> [Work instructions]:
Return the entries in full, exactly as they were written.

> [Records for this exercise]:

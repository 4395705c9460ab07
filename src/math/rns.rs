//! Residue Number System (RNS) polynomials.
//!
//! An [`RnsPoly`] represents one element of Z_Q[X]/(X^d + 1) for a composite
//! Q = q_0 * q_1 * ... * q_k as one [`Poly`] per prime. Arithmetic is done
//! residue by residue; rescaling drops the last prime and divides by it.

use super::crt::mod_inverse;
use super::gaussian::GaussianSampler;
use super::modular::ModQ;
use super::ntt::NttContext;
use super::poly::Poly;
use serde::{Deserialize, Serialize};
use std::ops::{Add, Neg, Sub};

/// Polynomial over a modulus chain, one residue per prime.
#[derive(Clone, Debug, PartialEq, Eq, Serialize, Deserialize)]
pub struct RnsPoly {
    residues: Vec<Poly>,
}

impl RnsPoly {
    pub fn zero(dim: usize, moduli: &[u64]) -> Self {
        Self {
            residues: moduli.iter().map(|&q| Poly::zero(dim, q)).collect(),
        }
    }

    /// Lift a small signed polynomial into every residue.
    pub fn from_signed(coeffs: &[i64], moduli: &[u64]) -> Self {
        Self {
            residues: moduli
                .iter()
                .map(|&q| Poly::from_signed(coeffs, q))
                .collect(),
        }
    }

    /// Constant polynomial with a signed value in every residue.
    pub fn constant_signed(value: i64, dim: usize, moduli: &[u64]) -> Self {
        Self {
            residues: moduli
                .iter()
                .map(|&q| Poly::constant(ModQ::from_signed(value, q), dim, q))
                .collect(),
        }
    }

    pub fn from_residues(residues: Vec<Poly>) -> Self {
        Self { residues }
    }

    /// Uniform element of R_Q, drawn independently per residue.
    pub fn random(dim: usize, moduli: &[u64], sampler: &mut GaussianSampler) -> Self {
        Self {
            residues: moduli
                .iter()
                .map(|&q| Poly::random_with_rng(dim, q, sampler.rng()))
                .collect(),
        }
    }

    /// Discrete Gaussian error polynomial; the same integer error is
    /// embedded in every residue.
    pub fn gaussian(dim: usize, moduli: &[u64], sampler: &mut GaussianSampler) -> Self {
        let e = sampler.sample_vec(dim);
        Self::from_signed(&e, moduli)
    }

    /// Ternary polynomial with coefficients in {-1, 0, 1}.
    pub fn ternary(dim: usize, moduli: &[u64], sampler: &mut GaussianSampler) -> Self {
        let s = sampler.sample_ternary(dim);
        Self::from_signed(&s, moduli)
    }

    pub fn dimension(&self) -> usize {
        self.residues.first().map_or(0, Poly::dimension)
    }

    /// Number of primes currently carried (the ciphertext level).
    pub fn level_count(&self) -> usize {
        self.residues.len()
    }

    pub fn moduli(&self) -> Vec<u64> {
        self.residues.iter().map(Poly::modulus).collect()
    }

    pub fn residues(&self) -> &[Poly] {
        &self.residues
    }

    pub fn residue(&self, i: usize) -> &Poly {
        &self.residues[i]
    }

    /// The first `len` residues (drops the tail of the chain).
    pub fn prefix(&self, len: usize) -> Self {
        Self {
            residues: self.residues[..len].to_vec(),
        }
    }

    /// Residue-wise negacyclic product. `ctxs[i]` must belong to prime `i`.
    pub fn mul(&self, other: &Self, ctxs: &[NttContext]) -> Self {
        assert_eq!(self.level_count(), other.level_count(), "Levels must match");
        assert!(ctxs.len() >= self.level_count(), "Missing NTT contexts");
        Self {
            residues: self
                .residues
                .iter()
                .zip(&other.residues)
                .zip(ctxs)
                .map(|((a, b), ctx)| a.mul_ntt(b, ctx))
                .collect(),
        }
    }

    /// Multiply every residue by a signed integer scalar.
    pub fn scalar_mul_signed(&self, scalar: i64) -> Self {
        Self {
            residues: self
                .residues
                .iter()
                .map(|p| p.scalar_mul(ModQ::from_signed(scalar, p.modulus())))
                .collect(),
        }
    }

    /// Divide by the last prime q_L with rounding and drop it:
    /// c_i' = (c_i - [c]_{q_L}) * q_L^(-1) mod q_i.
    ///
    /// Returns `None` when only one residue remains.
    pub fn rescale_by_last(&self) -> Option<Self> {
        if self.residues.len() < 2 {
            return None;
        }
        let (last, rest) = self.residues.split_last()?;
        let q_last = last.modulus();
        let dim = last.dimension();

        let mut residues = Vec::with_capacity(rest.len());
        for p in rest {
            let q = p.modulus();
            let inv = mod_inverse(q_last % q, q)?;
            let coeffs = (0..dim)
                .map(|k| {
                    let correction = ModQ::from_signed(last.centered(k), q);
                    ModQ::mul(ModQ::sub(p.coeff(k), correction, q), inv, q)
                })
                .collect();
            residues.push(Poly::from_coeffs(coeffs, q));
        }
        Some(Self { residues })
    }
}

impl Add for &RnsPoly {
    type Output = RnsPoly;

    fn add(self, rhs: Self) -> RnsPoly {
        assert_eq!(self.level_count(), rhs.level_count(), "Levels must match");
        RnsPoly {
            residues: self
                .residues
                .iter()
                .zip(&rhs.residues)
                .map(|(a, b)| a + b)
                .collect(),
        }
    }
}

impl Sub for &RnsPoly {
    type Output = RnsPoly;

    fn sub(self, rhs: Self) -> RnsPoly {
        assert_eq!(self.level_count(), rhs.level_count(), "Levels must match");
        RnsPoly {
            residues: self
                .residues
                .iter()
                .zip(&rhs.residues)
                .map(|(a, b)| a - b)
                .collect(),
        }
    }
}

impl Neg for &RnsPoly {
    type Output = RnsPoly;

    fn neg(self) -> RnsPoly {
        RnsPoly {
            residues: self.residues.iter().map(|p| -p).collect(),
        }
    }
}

> [Result for this task]:
repository 4395705c9460ab07
filename src/math/rns.rs
//! Residue Number System (RNS) polynomials.
//!
//! An [`RnsPoly`] represents one element of Z_Q[X]/(X^d + 1) for a composite
//! Q = q_0 * q_1 * ... * q_k as one [`Poly`] per prime. Arithmetic is done
//! residue by residue; rescaling drops the last prime and divides by it.

use super::crt::mod_inverse;
use super::gaussian::GaussianSampler;
use super::modular::ModQ;
use super::ntt::NttContext;
use super::poly::Poly;
use serde::{Deserialize, Serialize};
use std::ops::{Add, Neg, Sub};

/// Polynomial over a modulus chain, one residue per prime.
#[derive(Clone, Debug, PartialEq, Eq, Serialize, Deserialize)]
pub struct RnsPoly {
    residues: Vec<Poly>,
}

impl RnsPoly {
    pub fn zero(dim: usize, moduli: &[u64]) -> Self {
        Self {
            residues: moduli.iter().map(|&q| Poly::zero(dim, q)).collect(),
        }
    }

    /// Lift a small signed polynomial into every residue.
    pub fn from_signed(coeffs: &[i64], moduli: &[u64]) -> Self {
        Self {
            residues: moduli
                .iter()
                .map(|&q| Poly::from_signed(coeffs, q))
                .collect(),
        }
    }

    /// Constant polynomial with a signed value in every residue.
    pub fn constant_signed(value: i64, dim: usize, moduli: &[u64]) -> Self {
        Self {
            residues: moduli
                .iter()
                .map(|&q| Poly::constant(ModQ::from_signed(value, q), dim, q))
                .collect(),
        }
    }

    pub fn from_residues(residues: Vec<Poly>) -> Self {
        Self { residues }
    }

    /// Uniform element of R_Q, drawn independently per residue.
    pub fn random(dim: usize, moduli: &[u64], sampler: &mut GaussianSampler) -> Self {
        Self {
            residues: moduli
                .iter()
                .map(|&q| Poly::random_with_rng(dim, q, sampler.rng()))
                .collect(),
        }
    }

    /// Discrete Gaussian error polynomial; the same integer error is
    /// embedded in every residue.
    pub fn gaussian(dim: usize, moduli: &[u64], sampler: &mut GaussianSampler) -> Self {
        let e = sampler.sample_vec(dim);
        Self::from_signed(&e, moduli)
    }

    /// Ternary polynomial with coefficients in {-1, 0, 1}.
    pub fn ternary(dim: usize, moduli: &[u64], sampler: &mut GaussianSampler) -> Self {
        let s = sampler.sample_ternary(dim);
        Self::from_signed(&s, moduli)
    }

    pub fn dimension(&self) -> usize {
        self.residues.first().map_or(0, Poly::dimension)
    }

    /// Number of primes currently carried (the ciphertext level).
    pub fn level_count(&self) -> usize {
        self.residues.len()
    }

    pub fn moduli(&self) -> Vec<u64> {
        self.residues.iter().map(Poly::modulus).collect()
    }

    pub fn residues(&self) -> &[Poly] {
        &self.residues
    }

    pub fn residue(&self, i: usize) -> &Poly {
        &self.residues[i]
    }

    /// The first `len` residues (drops the tail of the chain).
    pub fn prefix(&self, len: usize) -> Self {
        Self {
            residues: self.residues[..len].to_vec(),
        }
    }

    /// Residue-wise negacyclic product. `ctxs[i]` must belong to prime `i`.
    pub fn mul(&self, other: &Self, ctxs: &[NttContext]) -> Self {
        assert_eq!(self.level_count(), other.level_count(), "Levels must match");
        assert!(ctxs.len() >= self.level_count(), "Missing NTT contexts");
        Self {
            residues: self
                .residues
                .iter()
                .zip(&other.residues)
                .zip(ctxs)
                .map(|((a, b), ctx)| a.mul_ntt(b, ctx))
                .collect(),
        }
    }

    /// Multiply every residue by a signed integer scalar.
    pub fn scalar_mul_signed(&self, scalar: i64) -> Self {
        Self {
            residues: self
                .residues
                .iter()
                .map(|p| p.scalar_mul(ModQ::from_signed(scalar, p.modulus())))
                .collect(),
        }
    }

    /// Divide by the last prime q_L with rounding and drop it:
    /// c_i' = (c_i - [c]_{q_L}) * q_L^(-1) mod q_i.
    ///
    /// Returns `None` when only one residue remains.
    pub fn rescale_by_last(&self) -> Option<Self> {
        if self.residues.len() < 2 {
            return None;
        }
        let (last, rest) = self.residues.split_last()?;
        let q_last = last.modulus();
        let dim = last.dimension();

        let mut residues = Vec::with_capacity(rest.len());
        for p in rest {
            let q = p.modulus();
            let inv = mod_inverse(q_last % q, q)?;
            let coeffs = (0..dim)
                .map(|k| {
                    let correction = ModQ::from_signed(last.centered(k), q);
                    ModQ::mul(ModQ::sub(p.coeff(k), correction, q), inv, q)
                })
                .collect();
            residues.push(Poly::from_coeffs(coeffs, q));
        }
        Some(Self { residues })
    }
}

impl Add for &RnsPoly {
    type Output = RnsPoly;

    fn add(self, rhs: Self) -> RnsPoly {
        assert_eq!(self.level_count(), rhs.level_count(), "Levels must match");
        RnsPoly {
            residues: self
                .residues
                .iter()
                .zip(&rhs.residues)
                .map(|(a, b)| a + b)
                .collect(),
        }
    }
}

impl Sub for &RnsPoly {
    type Output = RnsPoly;

    fn sub(self, rhs: Self) -> RnsPoly {
        assert_eq!(self.level_count(), rhs.level_count(), "Levels must match");
        RnsPoly {
            residues: self
                .residues
                .iter()
                .zip(&rhs.residues)
                .map(|(a, b)| a - b)
                .collect(),
        }
    }
}

impl Neg for &RnsPoly {
    type Output = RnsPoly;

    fn neg(self) -> RnsPoly {
        RnsPoly {
            residues: self.residues.iter().map(|p| -p).collect(),
        }
    }
}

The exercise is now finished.